Étienne Boileau (1200-1270), prévôt de Paris sous le roi Saint-Louis cite l'arbitrage traditionnel des anciens, les probi homines, hommes de valeur, prudents et de bon conseil. Le terme prud'homme s'appliquait alors aux « défenseurs du métier » qui intervenaient si un conflit surgissait entre artisans, il était tranché par leurs pairs : les prud'hommes.

C'est sous le règne de Philippe le Bel que furent constitués les premiers conseils de prud'hommes. En l'an 1296, le conseil de la ville de Paris créa vingt-quatre prud'hommes. Il les chargea d'assister le prévôt des marchands et les échevins afin de juger, en dernier ressort, les contestations qui pourraient s'élever entre les marchands et les fabricants qui fréquentaient les foires et les marchés établis à cette époque. Pendant près de deux siècles, la ville de Paris posséda seule des prud'hommes.

C'est le 18 mars 1806 qu'une loi créant un conseil de prud'hommes à Lyon est promulguée par Napoléon 1er par un décret du 3 juillet 1806 : les employeurs y sont majoritaires. Des tribunaux favorisant la conciliation entre les fabricants de soie et les ouvriers lyonnais (canuts) existaient déjà et servirent d'exemple. À Paris, d’autres conseils de prud'hommes vont être créé en 1845, 1847… La Deuxième République remanie la législation des prud'hommes conférant à l'institution un élément fort de sa forme actuelle avec l'apparition du paritarisme (employeurs et salariés rendent ensemble les décisions).

Au cours du XIXe siècle, les conseils de prud'hommes s'ancrent dans le paysage judiciaire et social de la France. Leur nombre augmente. En 1907, la loi met en place une véritable juridiction sociale, reconnue compétente en matière de contentieux individuels du travail. En 1908, la loi du 15 novembre 1908 (dite Loi des prud’femmes) instaure que les femmes sont désormais éligibles.

Une réforme mise en œuvre en 1979, la loi Boulin, généralise l'institution : tant sur le plan géographique que dans la couverture des branches d'activités ; une mesure législative interviendra 3 ans plus tard pour réduire les mandats électoraux à 5 ans.

Il existait, jusqu'à fin 2008, 271 conseils de prud'hommes mais la réforme de la carte judiciaire menée par la ministre de la justice, Rachida Dati, a conduit à la fermeture de 63 d'entre eux.

Et aujourd'hui...

La loi Macron n° 2015-990 du 6 août 2015, publiée au journal officiel du 7 août 2015, a réformé la justice prud'homale dans le but de favoriser la résolution des litiges à l'amiable et de réduire la durée des procédures. La plupart de ces s mesures en matière de justice prud'homale ont été entérinées par le décret n° 2016-660 du 20 mai 2016 relatif à la justice prud'homale et au traitement judiciaire du contentieux du travail.

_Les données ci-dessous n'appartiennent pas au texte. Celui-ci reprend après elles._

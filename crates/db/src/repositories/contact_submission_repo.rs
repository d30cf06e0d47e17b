//! Repository for the `contact_submissions` table.

use portfolio_core::contact::SubmissionStatus;
use sqlx::PgPool;
use uuid::Uuid;

use crate::models::contact_submission::{
    ContactSubmission, ContactSubmissionRow, CreateContactSubmission,
};
use crate::models::map_row;

/// Column list shared across queries to avoid repetition.
const COLUMNS: &str =
    "id, name, email, phone, inquiry_type, message, status, created_at, updated_at";

/// Provides CRUD operations for contact form submissions.
pub struct ContactSubmissionRepo;

impl ContactSubmissionRepo {
    /// Insert a new submission with status `new`, returning the created row.
    pub async fn create(
        pool: &PgPool,
        input: &CreateContactSubmission,
    ) -> Result<ContactSubmission, sqlx::Error> {
        let query = format!(
            "INSERT INTO contact_submissions (id, name, email, phone, inquiry_type, message, status)
             VALUES ($1, $2, $3, $4, $5, $6, $7)
             RETURNING {COLUMNS}"
        );
        let row = sqlx::query_as::<_, ContactSubmissionRow>(&query)
            .bind(Uuid::now_v7().to_string())
            .bind(&input.name)
            .bind(&input.email)
            .bind(&input.phone)
            .bind(input.inquiry_type.as_str())
            .bind(&input.message)
            .bind(SubmissionStatus::New.as_str())
            .fetch_one(pool)
            .await?;
        map_row::<_, ContactSubmission>(row)
    }

    /// Find a submission by id.
    pub async fn find_by_id(
        pool: &PgPool,
        id: &str,
    ) -> Result<Option<ContactSubmission>, sqlx::Error> {
        let query = format!("SELECT {COLUMNS} FROM contact_submissions WHERE id = $1");
        sqlx::query_as::<_, ContactSubmissionRow>(&query)
            .bind(id)
            .fetch_optional(pool)
            .await?
            .map(map_row::<_, ContactSubmission>)
            .transpose()
    }

    /// List submissions newest first, optionally only those with `status`.
    pub async fn list(
        pool: &PgPool,
        status: Option<SubmissionStatus>,
    ) -> Result<Vec<ContactSubmission>, sqlx::Error> {
        let query = format!(
            "SELECT {COLUMNS} FROM contact_submissions
             WHERE ($1::TEXT IS NULL OR status = $1)
             ORDER BY created_at DESC, id DESC"
        );
        sqlx::query_as::<_, ContactSubmissionRow>(&query)
            .bind(status.map(|s| s.as_str()))
            .fetch_all(pool)
            .await?
            .into_iter()
            .map(map_row::<_, ContactSubmission>)
            .collect()
    }

    /// Set a submission's status. Any status may follow any other.
    ///
    /// Returns `None` if no row with the given `id` exists.
    pub async fn update_status(
        pool: &PgPool,
        id: &str,
        status: SubmissionStatus,
    ) -> Result<Option<ContactSubmission>, sqlx::Error> {
        let query = format!(
            "UPDATE contact_submissions SET
                status = $2,
                updated_at = GREATEST(NOW(), updated_at + INTERVAL '1 microsecond')
             WHERE id = $1
             RETURNING {COLUMNS}"
        );
        sqlx::query_as::<_, ContactSubmissionRow>(&query)
            .bind(id)
            .bind(status.as_str())
            .fetch_optional(pool)
            .await?
            .map(map_row::<_, ContactSubmission>)
            .transpose()
    }

    /// Permanently delete a submission. Returns `true` if a row was removed.
    pub async fn delete(pool: &PgPool, id: &str) -> Result<bool, sqlx::Error> {
        let result = sqlx::query("DELETE FROM contact_submissions WHERE id = $1")
            .bind(id)
            .execute(pool)
            .await?;
        Ok(result.rows_affected() > 0)
    }

    /// Total number of submissions.
    pub async fn count(pool: &PgPool) -> Result<i64, sqlx::Error> {
        let (count,): (i64,) = sqlx::query_as("SELECT COUNT(*) FROM contact_submissions")
            .fetch_one(pool)
            .await?;
        Ok(count)
    }
}
//! Route definitions for the `/auth` resource.

use axum::routing::post;
use axum::Router;

use crate::handlers::auth;
use crate::state::AppState;

/// Routes mounted at `/auth`.
///
/// ```text
/// POST /login    -> login
/// POST /logout   -> logout
/// ```
pub fn router() -> Router<AppState> {
    Router::new()
        .route("/login", post(auth::login))
        .route("/logout", post(auth::logout))
}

Avec l'article 258, la loi Macron a mis en place un référentiel indicatif dans le cadre des licenciements irréguliers ou sans cause réelle et sérieuse. Les modalités de cette mesure ont été définies par le décret n° 2016-1581 du 23 novembre 2016. Les conseillers prud'homaux doivent établir ce référentiel indicatif en fonction de différents critères : l'âge du salarié licencié, son ancienneté, sa situation par rapport à l'emploi : nouvel emploi ou non.

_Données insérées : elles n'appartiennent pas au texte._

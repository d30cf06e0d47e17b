//! Handler for the public contact form.

use axum::extract::State;
use axum::http::StatusCode;
use axum::Json;
use portfolio_core::contact::ContactFormInput;
use portfolio_db::models::contact_submission::CreateContactSubmission;
use portfolio_db::repositories::ContactSubmissionRepo;
use serde::Serialize;

use crate::error::AppResult;
use crate::extract::AppJson;
use crate::state::AppState;

/// Acknowledgement shown to the visitor after submitting the form.
pub const THANK_YOU_MESSAGE: &str = "Thank you for your inquiry! We'll get back to you soon.";

#[derive(Debug, Serialize)]
pub struct ContactResponse {
    pub success: bool,
    pub message: &'static str,
}

/// POST /api/contact
///
/// Validate the form and store it as a `new` submission. Nothing is
/// written when validation fails.
pub async fn submit(
    State(state): State<AppState>,
    AppJson(input): AppJson<ContactFormInput>,
) -> AppResult<(StatusCode, Json<ContactResponse>)> {
    let form = input.validate()?;
    let submission =
        ContactSubmissionRepo::create(&state.pool, &CreateContactSubmission::from(form)).await?;

    tracing::info!(
        id = %submission.id,
        inquiry_type = %submission.inquiry_type.as_str(),
        "Contact submission received",
    );

    Ok((
        StatusCode::CREATED,
        Json(ContactResponse {
            success: true,
            message: THANK_YOU_MESSAGE,
        }),
    ))
}
//! REST client for the Cloudinary upload API.
//!
//! Wraps the signed `image/upload` and `image/destroy` endpoints using
//! [`reqwest`], and builds delivery URLs for the CDN.

use std::collections::BTreeMap;
use std::time::Duration;

use async_trait::async_trait;
use reqwest::multipart::{Form, Part};
use serde::Deserialize;

use crate::config::CloudinaryConfig;
use crate::signature;
use crate::store::{ImageFile, ImageStore, UploadOptions, UploadedImage};

/// Incoming transformation applied to every upload: cap the width at
/// 2000px and let Cloudinary pick the quality.
pub const UPLOAD_TRANSFORMATION: &str = "c_limit,w_2000/q_auto";

/// HTTP request timeout for a single API call.
const REQUEST_TIMEOUT: Duration = Duration::from_secs(60);

/// Errors from the Cloudinary REST API layer.
#[derive(Debug, thiserror::Error)]
pub enum CloudinaryError {
    /// The HTTP request itself failed (network, DNS, TLS, timeout, etc.).
    #[error("HTTP request failed: {0}")]
    Request(#[from] reqwest::Error),

    /// Cloudinary returned a non-2xx status code.
    #[error("Cloudinary API error ({status}): {message}")]
    Api {
        /// HTTP status code.
        status: u16,
        /// Error message from the response body, or the raw body.
        message: String,
    },

    /// The response body did not have the expected shape.
    #[error("Unexpected Cloudinary response: {0}")]
    Decode(String),
}

/// Successful `image/upload` response (only the fields we use).
#[derive(Debug, Deserialize)]
struct UploadResponse {
    secure_url: String,
    public_id: String,
    width: u32,
    height: u32,
}

/// `image/destroy` response.
#[derive(Debug, Deserialize)]
struct DestroyResponse {
    result: String,
}

/// Error envelope Cloudinary uses for 4xx/5xx responses.
#[derive(Debug, Deserialize)]
struct ErrorResponse {
    error: ErrorDetail,
}

#[derive(Debug, Deserialize)]
struct ErrorDetail {
    message: String,
}

/// HTTP client for one Cloudinary account.
pub struct CloudinaryClient {
    client: reqwest::Client,
    config: CloudinaryConfig,
}

impl CloudinaryClient {
    /// Create a client with its own connection pool.
    ///
    /// # Panics
    ///
    /// Panics if the TLS backend cannot be initialised.
    pub fn new(config: CloudinaryConfig) -> Self {
        let client = reqwest::Client::builder()
            .timeout(REQUEST_TIMEOUT)
            .build()
            .expect("Failed to build reqwest HTTP client");
        Self { client, config }
    }

    /// Account configuration this client signs requests with.
    pub fn config(&self) -> &CloudinaryConfig {
        &self.config
    }

    fn endpoint(&self, action: &str) -> String {
        format!(
            "{}/{}/image/{action}",
            self.config.api_base_url.trim_end_matches('/'),
            self.config.cloud_name
        )
    }

    /// Sign `params`, then attach the signature, API key and timestamp.
    fn signed_form(&self, mut params: BTreeMap<&'static str, String>) -> Form {
        params.insert("timestamp", chrono::Utc::now().timestamp().to_string());
        let signature = signature::sign(&params, &self.config.api_secret);

        let mut form = Form::new();
        for (name, value) in params {
            if !value.is_empty() {
                form = form.text(name, value);
            }
        }
        form.text("api_key", self.config.api_key.clone())
            .text("signature", signature)
            .text("signature_algorithm", "sha256")
    }

    /// Upload an image file into `options.folder` (or the default folder).
    pub async fn upload(
        &self,
        file: ImageFile,
        options: &UploadOptions,
    ) -> Result<UploadedImage, CloudinaryError> {
        let folder = options
            .folder
            .clone()
            .unwrap_or_else(|| self.config.folder.clone());

        let mut params = BTreeMap::from([
            ("folder", folder),
            ("transformation", UPLOAD_TRANSFORMATION.to_string()),
        ]);
        if let Some(public_id) = &options.public_id {
            params.insert("public_id", public_id.clone());
        }
        if options.overwrite {
            params.insert("overwrite", "true".to_string());
        }

        let size = file.bytes.len();
        let mut part = Part::bytes(file.bytes).file_name(file.filename.clone());
        if let Some(content_type) = &file.content_type {
            part = part.mime_str(content_type)?;
        }
        let form = self.signed_form(params).part("file", part);

        let response = self
            .client
            .post(self.endpoint("upload"))
            .multipart(form)
            .send()
            .await?;
        let uploaded: UploadResponse = Self::parse_response(response).await?;

        tracing::info!(
            public_id = %uploaded.public_id,
            filename = %file.filename,
            bytes = size,
            width = uploaded.width,
            height = uploaded.height,
            "Uploaded image to Cloudinary",
        );

        Ok(UploadedImage {
            url: uploaded.secure_url,
            public_id: uploaded.public_id,
            width: uploaded.width,
            height: uploaded.height,
        })
    }

    /// Delete an uploaded image. Returns `true` when Cloudinary reports `ok`
    /// and `false` when the image did not exist.
    pub async fn destroy(&self, public_id: &str) -> Result<bool, CloudinaryError> {
        let params = BTreeMap::from([("public_id", public_id.to_string())]);
        let response = self
            .client
            .post(self.endpoint("destroy"))
            .multipart(self.signed_form(params))
            .send()
            .await?;
        let destroyed: DestroyResponse = Self::parse_response(response).await?;
        tracing::info!(public_id, result = %destroyed.result, "Destroyed Cloudinary image");
        Ok(destroyed.result == "ok")
    }

    /// Delivery URL for `public_id`, limited to `width` pixels with
    /// automatic quality and format selection.
    pub fn responsive_url(&self, public_id: &str, width: u32) -> String {
        format!(
            "{}/{}/image/upload/c_limit,f_auto,q_auto,w_{width}/{public_id}",
            self.config.delivery_base_url.trim_end_matches('/'),
            self.config.cloud_name
        )
    }

    // ---- private helpers ----

    /// Decode a JSON body on success, or turn an error status into
    /// [`CloudinaryError::Api`] carrying Cloudinary's message.
    async fn parse_response<T: serde::de::DeserializeOwned>(
        response: reqwest::Response,
    ) -> Result<T, CloudinaryError> {
        let status = response.status();
        let body = response.text().await?;

        if !status.is_success() {
            let message = serde_json::from_str::<ErrorResponse>(&body)
                .map(|e| e.error.message)
                .unwrap_or(body);
            return Err(CloudinaryError::Api {
                status: status.as_u16(),
                message,
            });
        }

        serde_json::from_str(&body).map_err(|e| CloudinaryError::Decode(e.to_string()))
    }
}

#[async_trait]
impl ImageStore for CloudinaryClient {
    async fn upload(
        &self,
        file: ImageFile,
        options: &UploadOptions,
    ) -> Result<UploadedImage, CloudinaryError> {
        CloudinaryClient::upload(self, file, options).await
    }

    async fn destroy(&self, public_id: &str) -> Result<bool, CloudinaryError> {
        CloudinaryClient::destroy(self, public_id).await
    }

    fn responsive_url(&self, public_id: &str, width: u32) -> String {
        CloudinaryClient::responsive_url(self, public_id, width)
    }
}
/// Default folder new uploads are placed in.
pub const DEFAULT_FOLDER: &str = "pottery";

/// Default base URL of the Cloudinary upload API.
pub const DEFAULT_API_BASE_URL: &str = "https://api.cloudinary.com/v1_1";

/// Default base URL of the Cloudinary delivery CDN.
pub const DEFAULT_DELIVERY_BASE_URL: &str = "https://res.cloudinary.com";

/// Cloudinary account credentials and endpoints.
#[derive(Debug, Clone)]
pub struct CloudinaryConfig {
    pub cloud_name: String,
    pub api_key: String,
    pub api_secret: String,
    /// Folder used when an upload does not name one.
    pub folder: String,
    pub api_base_url: String,
    pub delivery_base_url: String,
}

impl CloudinaryConfig {
    /// Load Cloudinary configuration from environment variables.
    ///
    /// | Env Var                      | Required | Default                           |
    /// |------------------------------|----------|-----------------------------------|
    /// | `CLOUDINARY_CLOUD_NAME`      | **yes**  | --                                |
    /// | `CLOUDINARY_API_KEY`         | **yes**  | --                                |
    /// | `CLOUDINARY_API_SECRET`      | **yes**  | --                                |
    /// | `CLOUDINARY_FOLDER`          | no       | `pottery`                         |
    /// | `CLOUDINARY_API_BASE_URL`    | no       | `https://api.cloudinary.com/v1_1` |
    ///
    /// # Panics
    ///
    /// Panics if any required variable is missing or empty.
    pub fn from_env() -> Self {
        let required = |name: &str| {
            let value = std::env::var(name).unwrap_or_else(|_| panic!("{name} must be set"));
            assert!(!value.is_empty(), "{name} must not be empty");
            value
        };

        Self {
            cloud_name: required("CLOUDINARY_CLOUD_NAME"),
            api_key: required("CLOUDINARY_API_KEY"),
            api_secret: required("CLOUDINARY_API_SECRET"),
            folder: std::env::var("CLOUDINARY_FOLDER").unwrap_or_else(|_| DEFAULT_FOLDER.into()),
            api_base_url: std::env::var("CLOUDINARY_API_BASE_URL")
                .unwrap_or_else(|_| DEFAULT_API_BASE_URL.into()),
            delivery_base_url: DEFAULT_DELIVERY_BASE_URL.into(),
        }
    }
}
//! Route definitions for the `/pieces` resource.

use axum::routing::get;
use axum::Router;

use crate::handlers::piece;
use crate::state::AppState;

/// Routes mounted at `/pieces`.
///
/// ```text
/// GET    /        -> list
/// POST   /        -> create
/// GET    /{id}    -> get_by_id
/// PUT    /{id}    -> update
/// DELETE /{id}    -> delete
/// ```
pub fn router() -> Router<AppState> {
    Router::new()
        .route("/", get(piece::list).post(piece::create))
        .route(
            "/{id}",
            get(piece::get_by_id)
                .put(piece::update)
                .delete(piece::delete),
        )
}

Le montant de l'indemnité peut ainsi varier de 1 mois de salaire pour les salariés justifiant de moins d'un 1 an d'ancienneté à 21,5 mois de salaire pour les salariés justifiant de 43 ans d'ancienneté ou plus. Le montant est majoré d'1 mois si le salarié avait au moins 50 ans à la date du licenciement et qu'il présente des difficultés particulières de retour à l'emploi en raison de sa situation personnelle et de son niveau de qualification.

La loi Macron a créé un nouveau statut : le défenseur syndical. Celui-ci est introduit par l'article R. 1453-2 du Code du travail et est entré en vigueur le 1er août 2016.

Désormais, les conseillers prud’homaux ne sont plus élus, mais désignés par les organisations syndicales ou patronales.